## [What the task requires]
Find the lines of data that contain the string "DomainError", then list them.

## [Given records]
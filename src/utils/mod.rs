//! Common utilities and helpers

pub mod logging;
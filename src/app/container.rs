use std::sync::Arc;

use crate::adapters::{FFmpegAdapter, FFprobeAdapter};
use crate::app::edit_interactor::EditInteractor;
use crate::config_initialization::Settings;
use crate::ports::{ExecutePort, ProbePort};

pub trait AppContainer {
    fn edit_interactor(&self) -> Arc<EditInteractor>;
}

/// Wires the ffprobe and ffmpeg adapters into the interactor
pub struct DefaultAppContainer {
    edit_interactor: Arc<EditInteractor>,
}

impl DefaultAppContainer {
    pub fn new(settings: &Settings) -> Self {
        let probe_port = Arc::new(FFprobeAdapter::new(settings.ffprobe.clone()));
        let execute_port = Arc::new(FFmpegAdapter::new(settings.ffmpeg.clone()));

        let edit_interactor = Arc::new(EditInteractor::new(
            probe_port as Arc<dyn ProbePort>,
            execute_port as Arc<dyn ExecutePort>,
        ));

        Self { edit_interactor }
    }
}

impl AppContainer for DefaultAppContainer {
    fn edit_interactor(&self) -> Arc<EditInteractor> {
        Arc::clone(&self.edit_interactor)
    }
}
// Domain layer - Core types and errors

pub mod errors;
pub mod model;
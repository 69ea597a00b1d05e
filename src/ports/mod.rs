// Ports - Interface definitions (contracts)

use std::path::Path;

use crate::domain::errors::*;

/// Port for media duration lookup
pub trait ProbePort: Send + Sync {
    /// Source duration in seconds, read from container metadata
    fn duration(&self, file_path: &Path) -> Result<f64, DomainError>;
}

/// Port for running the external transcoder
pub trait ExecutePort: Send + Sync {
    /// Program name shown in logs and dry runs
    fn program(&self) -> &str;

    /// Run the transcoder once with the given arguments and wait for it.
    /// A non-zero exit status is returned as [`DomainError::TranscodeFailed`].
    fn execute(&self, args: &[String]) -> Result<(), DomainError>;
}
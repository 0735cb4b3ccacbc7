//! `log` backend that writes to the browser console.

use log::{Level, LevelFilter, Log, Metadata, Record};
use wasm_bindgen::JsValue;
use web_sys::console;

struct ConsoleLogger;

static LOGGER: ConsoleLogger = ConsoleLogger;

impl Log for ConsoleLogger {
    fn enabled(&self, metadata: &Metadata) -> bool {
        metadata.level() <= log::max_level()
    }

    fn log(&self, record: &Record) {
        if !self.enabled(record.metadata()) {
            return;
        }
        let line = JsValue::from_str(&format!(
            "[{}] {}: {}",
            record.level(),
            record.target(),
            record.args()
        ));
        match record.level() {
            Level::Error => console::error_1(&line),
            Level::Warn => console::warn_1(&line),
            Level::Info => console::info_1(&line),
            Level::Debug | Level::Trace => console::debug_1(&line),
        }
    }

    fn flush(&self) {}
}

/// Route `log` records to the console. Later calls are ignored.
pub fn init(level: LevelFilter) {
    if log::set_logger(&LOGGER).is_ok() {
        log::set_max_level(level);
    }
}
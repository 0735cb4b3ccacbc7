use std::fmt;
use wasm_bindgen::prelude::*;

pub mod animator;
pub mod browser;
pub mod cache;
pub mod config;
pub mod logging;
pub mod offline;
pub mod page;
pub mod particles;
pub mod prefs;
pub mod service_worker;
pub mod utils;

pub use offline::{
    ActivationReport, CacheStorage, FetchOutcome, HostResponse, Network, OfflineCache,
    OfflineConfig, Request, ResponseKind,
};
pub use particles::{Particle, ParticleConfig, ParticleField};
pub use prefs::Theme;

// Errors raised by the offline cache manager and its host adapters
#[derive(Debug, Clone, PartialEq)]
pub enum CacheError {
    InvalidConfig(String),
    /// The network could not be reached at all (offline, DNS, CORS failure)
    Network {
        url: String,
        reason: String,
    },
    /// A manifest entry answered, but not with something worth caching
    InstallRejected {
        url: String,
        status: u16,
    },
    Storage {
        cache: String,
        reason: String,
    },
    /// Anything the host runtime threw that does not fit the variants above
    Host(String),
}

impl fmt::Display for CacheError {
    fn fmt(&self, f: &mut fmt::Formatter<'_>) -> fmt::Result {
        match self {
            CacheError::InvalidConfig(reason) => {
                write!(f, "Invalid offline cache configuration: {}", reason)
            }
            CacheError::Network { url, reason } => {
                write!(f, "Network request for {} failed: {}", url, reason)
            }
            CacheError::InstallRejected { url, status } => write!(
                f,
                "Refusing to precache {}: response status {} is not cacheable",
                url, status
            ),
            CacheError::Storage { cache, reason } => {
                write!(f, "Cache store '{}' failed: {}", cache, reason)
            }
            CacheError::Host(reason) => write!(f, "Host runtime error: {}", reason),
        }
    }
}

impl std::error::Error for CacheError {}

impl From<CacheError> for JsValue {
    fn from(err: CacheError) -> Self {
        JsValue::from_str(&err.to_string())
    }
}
...
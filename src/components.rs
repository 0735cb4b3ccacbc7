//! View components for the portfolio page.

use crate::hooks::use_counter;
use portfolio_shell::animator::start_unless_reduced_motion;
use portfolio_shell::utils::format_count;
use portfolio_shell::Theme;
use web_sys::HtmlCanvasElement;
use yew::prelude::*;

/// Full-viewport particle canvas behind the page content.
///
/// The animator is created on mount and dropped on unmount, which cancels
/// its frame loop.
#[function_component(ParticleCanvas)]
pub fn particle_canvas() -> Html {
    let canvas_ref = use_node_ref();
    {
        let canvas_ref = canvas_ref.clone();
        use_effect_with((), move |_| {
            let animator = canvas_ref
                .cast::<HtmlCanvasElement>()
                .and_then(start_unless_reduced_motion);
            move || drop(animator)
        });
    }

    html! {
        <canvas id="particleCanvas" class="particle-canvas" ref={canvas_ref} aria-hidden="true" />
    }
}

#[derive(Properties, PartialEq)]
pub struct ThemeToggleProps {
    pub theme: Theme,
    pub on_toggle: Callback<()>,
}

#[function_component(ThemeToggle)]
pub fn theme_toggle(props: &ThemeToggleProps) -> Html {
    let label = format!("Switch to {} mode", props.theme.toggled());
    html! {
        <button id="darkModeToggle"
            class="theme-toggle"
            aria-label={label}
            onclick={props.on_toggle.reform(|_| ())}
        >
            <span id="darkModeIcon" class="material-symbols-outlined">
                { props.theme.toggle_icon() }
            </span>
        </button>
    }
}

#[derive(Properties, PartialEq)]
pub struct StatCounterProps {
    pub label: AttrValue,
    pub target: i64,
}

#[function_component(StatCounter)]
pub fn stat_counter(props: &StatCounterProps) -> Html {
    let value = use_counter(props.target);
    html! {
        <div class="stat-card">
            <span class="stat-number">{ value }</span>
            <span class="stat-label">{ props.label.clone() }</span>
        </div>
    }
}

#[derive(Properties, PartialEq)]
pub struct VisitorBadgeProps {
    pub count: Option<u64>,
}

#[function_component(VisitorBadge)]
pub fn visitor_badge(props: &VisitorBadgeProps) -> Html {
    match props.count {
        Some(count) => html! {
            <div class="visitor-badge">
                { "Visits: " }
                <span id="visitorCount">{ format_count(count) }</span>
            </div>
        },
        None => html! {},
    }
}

## [Solution]
    fn duration(&self, file_path: &Path) -> Result<f64, DomainError>;
    /// A non-zero exit status is returned as [`DomainError::TranscodeFailed`].
    fn execute(&self, args: &[String]) -> Result<(), DomainError>;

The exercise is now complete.